Task to carry out:
Only one stretch of the data below is wanted: the lines from the one with "on the next frame." through the one with "radius was negative", repeated exactly.

[Data items]
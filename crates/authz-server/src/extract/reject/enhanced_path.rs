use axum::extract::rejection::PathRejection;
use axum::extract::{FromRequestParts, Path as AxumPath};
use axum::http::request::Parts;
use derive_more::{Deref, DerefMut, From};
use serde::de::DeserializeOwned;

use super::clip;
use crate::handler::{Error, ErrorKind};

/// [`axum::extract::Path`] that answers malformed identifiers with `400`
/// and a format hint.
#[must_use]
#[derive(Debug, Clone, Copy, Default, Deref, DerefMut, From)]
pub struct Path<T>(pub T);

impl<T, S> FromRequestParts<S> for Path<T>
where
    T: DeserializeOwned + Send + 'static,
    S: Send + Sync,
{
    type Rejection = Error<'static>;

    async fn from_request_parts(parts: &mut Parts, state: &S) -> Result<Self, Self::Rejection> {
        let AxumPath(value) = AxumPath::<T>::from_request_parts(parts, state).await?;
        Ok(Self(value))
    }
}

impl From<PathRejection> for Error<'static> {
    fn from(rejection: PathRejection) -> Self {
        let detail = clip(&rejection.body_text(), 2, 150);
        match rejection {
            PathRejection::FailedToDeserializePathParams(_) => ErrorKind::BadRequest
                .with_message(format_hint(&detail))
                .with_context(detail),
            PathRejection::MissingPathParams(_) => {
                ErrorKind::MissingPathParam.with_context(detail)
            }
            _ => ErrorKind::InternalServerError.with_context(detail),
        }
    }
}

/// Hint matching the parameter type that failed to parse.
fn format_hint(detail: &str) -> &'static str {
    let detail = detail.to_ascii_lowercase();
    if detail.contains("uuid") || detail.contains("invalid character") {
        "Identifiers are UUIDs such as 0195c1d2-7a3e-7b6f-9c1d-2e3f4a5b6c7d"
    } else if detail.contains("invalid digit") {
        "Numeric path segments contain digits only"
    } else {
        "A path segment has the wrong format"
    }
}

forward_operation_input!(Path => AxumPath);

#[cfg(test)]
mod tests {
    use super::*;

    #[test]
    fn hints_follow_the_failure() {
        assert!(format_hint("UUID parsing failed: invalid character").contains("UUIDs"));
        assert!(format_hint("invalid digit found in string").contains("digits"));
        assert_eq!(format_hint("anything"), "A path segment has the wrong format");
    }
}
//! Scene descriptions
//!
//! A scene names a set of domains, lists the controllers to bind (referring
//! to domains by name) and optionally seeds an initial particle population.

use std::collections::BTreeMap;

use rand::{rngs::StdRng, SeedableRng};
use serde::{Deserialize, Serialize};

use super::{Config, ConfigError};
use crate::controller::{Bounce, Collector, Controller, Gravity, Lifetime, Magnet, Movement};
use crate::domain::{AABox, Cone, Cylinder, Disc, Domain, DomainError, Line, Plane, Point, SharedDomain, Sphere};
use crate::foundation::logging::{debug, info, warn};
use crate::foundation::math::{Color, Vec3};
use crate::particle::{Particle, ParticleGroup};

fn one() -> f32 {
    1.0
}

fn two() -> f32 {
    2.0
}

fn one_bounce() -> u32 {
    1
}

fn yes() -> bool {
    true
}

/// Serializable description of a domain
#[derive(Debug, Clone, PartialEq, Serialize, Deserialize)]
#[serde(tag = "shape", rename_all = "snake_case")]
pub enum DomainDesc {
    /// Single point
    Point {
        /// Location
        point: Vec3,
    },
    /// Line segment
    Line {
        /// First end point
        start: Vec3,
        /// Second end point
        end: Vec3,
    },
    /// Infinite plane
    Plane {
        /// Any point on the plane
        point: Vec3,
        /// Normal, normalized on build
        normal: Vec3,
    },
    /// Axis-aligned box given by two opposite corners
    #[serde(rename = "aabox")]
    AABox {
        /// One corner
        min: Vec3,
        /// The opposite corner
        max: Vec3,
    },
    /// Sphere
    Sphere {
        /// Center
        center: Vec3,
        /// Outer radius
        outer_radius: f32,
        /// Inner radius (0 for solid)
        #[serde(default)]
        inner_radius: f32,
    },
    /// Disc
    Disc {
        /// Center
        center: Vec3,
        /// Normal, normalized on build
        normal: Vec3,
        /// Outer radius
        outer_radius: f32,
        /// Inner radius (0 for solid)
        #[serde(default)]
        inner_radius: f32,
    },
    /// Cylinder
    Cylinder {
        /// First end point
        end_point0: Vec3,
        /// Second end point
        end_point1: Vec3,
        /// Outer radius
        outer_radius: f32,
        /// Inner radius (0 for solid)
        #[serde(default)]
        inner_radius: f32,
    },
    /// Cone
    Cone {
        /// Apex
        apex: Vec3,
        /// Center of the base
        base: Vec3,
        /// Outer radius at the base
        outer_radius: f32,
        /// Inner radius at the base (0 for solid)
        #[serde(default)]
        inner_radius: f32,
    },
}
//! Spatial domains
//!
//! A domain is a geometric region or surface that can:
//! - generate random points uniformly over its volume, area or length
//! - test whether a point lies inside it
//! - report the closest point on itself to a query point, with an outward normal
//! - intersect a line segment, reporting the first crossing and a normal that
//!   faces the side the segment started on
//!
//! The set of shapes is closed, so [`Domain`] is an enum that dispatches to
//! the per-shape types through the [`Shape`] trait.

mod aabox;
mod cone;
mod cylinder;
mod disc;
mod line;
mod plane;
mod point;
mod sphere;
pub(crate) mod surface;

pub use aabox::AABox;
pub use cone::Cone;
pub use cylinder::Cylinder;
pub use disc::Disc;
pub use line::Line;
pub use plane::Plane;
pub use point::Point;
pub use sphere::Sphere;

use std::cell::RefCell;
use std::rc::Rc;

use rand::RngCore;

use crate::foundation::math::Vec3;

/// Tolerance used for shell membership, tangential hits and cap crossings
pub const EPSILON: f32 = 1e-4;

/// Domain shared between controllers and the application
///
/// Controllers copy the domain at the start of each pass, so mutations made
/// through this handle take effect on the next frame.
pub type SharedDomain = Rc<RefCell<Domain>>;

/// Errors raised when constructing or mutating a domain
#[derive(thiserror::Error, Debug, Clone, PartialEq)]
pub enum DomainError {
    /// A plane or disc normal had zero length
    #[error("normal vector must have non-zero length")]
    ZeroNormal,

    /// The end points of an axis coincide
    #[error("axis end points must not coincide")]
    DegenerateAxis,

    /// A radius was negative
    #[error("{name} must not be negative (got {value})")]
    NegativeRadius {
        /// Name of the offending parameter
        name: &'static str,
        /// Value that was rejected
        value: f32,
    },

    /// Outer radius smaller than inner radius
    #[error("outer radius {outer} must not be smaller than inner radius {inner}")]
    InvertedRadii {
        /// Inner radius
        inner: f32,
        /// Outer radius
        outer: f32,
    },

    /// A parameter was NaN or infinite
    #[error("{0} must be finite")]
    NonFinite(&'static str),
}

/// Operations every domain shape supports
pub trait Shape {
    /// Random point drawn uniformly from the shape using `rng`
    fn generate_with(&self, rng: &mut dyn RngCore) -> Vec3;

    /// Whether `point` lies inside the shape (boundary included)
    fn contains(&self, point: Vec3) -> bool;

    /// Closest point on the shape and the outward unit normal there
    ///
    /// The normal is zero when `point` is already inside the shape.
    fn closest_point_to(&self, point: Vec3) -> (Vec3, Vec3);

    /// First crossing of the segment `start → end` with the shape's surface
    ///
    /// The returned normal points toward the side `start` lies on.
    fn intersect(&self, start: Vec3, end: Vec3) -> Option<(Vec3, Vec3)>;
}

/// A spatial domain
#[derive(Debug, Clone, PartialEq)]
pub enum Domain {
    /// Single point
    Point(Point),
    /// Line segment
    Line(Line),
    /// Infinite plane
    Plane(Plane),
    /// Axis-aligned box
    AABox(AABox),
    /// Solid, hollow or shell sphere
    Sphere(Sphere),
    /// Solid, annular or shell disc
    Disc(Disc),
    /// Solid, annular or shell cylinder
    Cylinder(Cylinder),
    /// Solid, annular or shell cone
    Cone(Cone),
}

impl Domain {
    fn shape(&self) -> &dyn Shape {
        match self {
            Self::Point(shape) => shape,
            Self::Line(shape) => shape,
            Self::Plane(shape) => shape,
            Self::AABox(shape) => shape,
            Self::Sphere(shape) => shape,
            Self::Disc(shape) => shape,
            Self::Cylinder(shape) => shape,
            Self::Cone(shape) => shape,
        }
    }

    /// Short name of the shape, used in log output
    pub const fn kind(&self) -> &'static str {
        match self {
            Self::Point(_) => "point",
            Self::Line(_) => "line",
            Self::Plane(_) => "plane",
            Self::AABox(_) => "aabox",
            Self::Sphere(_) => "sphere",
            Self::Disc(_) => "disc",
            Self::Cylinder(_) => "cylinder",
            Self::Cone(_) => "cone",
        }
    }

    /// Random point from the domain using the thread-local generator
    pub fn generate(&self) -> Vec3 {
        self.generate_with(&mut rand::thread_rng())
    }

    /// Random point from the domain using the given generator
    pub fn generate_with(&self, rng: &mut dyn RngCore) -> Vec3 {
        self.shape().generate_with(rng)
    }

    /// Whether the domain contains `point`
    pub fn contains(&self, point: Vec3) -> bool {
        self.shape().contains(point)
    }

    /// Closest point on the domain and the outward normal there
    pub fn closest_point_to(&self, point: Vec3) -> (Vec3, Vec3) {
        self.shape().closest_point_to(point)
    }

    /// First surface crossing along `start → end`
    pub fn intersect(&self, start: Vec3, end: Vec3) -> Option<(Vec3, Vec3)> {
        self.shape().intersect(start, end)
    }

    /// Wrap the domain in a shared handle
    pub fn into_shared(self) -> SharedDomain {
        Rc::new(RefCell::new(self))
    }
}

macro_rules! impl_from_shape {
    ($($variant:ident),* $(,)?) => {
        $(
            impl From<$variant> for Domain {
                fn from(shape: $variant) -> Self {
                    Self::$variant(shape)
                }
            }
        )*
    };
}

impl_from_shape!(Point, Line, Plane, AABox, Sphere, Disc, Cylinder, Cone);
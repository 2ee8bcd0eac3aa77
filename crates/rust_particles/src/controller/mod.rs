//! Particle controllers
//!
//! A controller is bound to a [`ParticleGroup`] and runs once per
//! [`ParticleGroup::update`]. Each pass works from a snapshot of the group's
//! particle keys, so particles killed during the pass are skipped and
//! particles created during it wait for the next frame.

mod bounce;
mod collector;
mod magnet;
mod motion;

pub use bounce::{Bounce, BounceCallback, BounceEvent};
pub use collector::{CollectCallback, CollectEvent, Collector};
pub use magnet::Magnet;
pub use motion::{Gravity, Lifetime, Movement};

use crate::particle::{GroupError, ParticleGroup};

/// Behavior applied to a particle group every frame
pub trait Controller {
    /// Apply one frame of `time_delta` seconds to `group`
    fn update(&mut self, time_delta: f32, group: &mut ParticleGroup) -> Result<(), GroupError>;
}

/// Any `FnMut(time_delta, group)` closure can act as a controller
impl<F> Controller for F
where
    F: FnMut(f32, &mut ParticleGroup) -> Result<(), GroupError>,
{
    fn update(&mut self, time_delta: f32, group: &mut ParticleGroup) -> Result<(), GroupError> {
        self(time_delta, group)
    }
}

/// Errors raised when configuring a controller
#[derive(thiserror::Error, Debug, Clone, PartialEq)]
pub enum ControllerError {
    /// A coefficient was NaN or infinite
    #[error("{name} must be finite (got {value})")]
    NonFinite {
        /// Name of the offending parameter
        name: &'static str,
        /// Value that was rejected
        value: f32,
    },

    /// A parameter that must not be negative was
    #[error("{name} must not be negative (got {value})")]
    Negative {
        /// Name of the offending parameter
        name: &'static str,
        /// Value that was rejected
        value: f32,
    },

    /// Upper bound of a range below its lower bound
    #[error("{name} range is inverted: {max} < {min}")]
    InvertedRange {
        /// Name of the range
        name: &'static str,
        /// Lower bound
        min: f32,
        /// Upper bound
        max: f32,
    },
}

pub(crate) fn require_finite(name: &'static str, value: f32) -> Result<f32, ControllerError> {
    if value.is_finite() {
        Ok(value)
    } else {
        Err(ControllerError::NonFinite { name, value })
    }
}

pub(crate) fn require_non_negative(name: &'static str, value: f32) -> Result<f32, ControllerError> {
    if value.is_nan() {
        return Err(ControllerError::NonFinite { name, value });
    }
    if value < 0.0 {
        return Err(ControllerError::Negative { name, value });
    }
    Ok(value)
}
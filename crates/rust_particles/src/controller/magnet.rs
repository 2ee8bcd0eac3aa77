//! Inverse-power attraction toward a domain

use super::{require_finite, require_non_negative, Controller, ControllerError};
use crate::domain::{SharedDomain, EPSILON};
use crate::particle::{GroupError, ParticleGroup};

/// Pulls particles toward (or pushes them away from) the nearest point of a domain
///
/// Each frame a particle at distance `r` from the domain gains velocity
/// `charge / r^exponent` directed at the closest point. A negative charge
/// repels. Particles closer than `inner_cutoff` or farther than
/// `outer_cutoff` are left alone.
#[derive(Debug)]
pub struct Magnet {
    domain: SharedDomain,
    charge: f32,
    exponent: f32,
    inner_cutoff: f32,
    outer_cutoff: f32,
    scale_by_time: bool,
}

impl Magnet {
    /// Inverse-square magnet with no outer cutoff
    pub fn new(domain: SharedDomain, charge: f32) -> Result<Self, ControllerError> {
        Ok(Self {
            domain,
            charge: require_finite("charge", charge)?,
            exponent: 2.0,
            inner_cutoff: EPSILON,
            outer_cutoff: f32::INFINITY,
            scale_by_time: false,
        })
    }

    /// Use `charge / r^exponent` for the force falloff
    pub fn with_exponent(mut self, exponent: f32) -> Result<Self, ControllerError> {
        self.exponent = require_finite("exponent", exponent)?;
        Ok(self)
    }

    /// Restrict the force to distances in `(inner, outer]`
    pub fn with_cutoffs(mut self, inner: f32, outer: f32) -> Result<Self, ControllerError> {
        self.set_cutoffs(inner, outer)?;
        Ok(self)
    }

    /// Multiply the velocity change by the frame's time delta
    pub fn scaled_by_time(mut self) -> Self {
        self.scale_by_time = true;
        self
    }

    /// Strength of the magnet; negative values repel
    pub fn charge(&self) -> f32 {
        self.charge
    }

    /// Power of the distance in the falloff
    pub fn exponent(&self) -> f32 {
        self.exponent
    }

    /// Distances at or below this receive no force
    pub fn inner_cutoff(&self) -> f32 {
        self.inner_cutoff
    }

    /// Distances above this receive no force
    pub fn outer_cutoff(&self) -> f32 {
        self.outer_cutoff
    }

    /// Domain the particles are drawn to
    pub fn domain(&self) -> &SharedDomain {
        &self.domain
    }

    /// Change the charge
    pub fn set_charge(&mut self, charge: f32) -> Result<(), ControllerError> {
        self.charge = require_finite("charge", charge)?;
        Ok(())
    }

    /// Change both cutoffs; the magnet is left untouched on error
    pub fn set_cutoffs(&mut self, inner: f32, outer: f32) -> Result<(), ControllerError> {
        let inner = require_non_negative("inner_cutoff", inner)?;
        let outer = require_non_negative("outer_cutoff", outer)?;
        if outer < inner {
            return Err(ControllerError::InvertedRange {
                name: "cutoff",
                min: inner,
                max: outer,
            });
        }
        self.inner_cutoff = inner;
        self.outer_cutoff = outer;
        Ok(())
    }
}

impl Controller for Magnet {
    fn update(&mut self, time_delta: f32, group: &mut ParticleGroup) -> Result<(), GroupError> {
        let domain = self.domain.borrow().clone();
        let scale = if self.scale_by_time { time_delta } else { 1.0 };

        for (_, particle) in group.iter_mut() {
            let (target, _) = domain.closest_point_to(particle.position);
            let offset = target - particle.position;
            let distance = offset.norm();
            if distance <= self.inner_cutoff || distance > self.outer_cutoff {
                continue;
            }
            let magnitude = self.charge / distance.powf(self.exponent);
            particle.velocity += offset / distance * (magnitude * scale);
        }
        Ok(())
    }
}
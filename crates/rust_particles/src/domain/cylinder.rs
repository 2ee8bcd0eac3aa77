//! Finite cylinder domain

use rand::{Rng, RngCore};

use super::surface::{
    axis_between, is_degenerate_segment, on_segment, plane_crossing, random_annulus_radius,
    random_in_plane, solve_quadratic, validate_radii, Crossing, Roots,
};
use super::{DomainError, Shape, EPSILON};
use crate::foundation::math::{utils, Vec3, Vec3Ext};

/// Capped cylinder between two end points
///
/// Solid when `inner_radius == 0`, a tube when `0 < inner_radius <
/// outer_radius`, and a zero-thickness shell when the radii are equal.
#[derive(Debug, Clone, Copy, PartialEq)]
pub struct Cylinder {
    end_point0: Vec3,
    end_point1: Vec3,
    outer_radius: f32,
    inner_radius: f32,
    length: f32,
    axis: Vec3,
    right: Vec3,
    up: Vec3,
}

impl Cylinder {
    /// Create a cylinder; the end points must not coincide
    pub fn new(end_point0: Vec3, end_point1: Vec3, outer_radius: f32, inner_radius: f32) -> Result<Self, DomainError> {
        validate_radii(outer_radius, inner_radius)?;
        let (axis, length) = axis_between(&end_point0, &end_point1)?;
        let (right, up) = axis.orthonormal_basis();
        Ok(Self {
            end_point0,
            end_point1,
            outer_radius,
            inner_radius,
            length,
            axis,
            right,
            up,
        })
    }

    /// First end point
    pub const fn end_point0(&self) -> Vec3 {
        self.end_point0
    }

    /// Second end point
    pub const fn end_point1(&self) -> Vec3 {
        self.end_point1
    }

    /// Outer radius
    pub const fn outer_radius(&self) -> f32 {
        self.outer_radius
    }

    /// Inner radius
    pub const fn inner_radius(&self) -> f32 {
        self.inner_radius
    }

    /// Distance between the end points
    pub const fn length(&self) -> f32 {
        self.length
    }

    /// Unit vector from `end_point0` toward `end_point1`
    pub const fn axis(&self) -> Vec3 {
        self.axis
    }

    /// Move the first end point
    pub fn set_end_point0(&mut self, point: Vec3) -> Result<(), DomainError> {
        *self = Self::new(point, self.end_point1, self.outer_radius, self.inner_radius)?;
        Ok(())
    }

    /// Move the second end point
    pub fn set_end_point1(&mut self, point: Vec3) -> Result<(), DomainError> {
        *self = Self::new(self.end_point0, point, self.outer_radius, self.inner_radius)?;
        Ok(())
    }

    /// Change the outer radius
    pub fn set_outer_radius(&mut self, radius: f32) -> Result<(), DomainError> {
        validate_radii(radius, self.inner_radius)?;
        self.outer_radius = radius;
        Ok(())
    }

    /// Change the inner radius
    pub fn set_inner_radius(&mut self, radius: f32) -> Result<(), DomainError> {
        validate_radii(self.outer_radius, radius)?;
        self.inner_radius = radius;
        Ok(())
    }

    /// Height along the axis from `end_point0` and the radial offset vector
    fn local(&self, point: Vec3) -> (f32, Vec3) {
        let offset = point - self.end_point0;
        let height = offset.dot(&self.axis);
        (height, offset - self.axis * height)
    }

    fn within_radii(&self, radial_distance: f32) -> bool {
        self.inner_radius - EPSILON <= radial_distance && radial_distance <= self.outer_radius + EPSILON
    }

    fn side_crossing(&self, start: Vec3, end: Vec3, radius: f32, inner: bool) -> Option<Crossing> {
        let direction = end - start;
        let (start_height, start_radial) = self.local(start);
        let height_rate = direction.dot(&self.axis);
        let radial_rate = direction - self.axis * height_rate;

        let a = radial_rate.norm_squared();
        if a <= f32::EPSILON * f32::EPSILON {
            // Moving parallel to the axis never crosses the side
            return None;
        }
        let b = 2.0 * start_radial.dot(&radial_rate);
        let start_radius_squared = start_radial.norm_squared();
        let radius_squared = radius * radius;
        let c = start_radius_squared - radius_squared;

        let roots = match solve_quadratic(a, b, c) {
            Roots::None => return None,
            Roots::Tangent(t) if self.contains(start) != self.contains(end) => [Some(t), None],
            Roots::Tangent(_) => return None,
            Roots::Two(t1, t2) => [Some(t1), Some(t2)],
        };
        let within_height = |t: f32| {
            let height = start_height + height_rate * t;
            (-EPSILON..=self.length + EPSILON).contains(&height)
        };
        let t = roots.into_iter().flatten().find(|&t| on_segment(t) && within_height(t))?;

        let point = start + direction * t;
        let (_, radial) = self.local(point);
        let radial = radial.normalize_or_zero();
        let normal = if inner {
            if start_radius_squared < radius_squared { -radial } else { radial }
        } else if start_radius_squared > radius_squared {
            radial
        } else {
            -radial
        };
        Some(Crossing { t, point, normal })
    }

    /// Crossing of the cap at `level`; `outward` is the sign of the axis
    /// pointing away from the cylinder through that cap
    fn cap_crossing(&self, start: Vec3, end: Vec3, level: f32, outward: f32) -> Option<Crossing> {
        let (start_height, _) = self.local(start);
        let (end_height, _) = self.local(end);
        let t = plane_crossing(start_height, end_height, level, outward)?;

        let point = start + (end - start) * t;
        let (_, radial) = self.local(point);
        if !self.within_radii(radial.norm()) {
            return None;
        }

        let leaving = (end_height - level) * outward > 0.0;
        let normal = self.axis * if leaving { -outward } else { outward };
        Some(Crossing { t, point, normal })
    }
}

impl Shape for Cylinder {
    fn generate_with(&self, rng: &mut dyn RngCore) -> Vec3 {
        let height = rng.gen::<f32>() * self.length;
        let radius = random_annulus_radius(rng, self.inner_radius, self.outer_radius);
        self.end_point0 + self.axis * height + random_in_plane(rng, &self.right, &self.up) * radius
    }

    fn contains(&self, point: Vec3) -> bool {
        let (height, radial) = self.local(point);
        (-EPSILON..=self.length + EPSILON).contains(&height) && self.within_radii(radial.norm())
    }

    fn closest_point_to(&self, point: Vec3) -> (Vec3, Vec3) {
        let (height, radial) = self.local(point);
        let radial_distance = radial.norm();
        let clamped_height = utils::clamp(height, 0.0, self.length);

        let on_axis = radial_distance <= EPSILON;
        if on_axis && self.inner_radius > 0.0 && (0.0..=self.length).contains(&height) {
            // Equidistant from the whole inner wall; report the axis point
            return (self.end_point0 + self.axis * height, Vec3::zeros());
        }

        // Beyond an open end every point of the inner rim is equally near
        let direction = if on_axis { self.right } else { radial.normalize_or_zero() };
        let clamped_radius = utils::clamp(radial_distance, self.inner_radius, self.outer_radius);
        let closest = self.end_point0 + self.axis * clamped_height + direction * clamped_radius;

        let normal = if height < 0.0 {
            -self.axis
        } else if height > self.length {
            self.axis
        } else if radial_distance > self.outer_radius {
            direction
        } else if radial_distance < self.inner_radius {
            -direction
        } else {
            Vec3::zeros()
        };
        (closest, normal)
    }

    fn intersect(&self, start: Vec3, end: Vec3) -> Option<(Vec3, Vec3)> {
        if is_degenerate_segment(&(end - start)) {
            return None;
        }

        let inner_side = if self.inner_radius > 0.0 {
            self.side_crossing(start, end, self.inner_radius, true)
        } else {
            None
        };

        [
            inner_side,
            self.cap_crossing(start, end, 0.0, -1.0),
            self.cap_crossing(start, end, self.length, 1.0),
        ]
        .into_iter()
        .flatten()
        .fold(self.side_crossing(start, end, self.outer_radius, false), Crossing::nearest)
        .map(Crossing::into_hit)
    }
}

Response:
/// through this handle take effect on the next frame.
pub type SharedDomain = Rc<RefCell<Domain>>;

/// Errors raised when constructing or mutating a domain
#[derive(thiserror::Error, Debug, Clone, PartialEq)]
pub enum DomainError {
    /// A plane or disc normal had zero length
    #[error("normal vector must have non-zero length")]
    ZeroNormal,

    /// The end points of an axis coincide
    #[error("axis end points must not coincide")]
    DegenerateAxis,

    /// A radius was negative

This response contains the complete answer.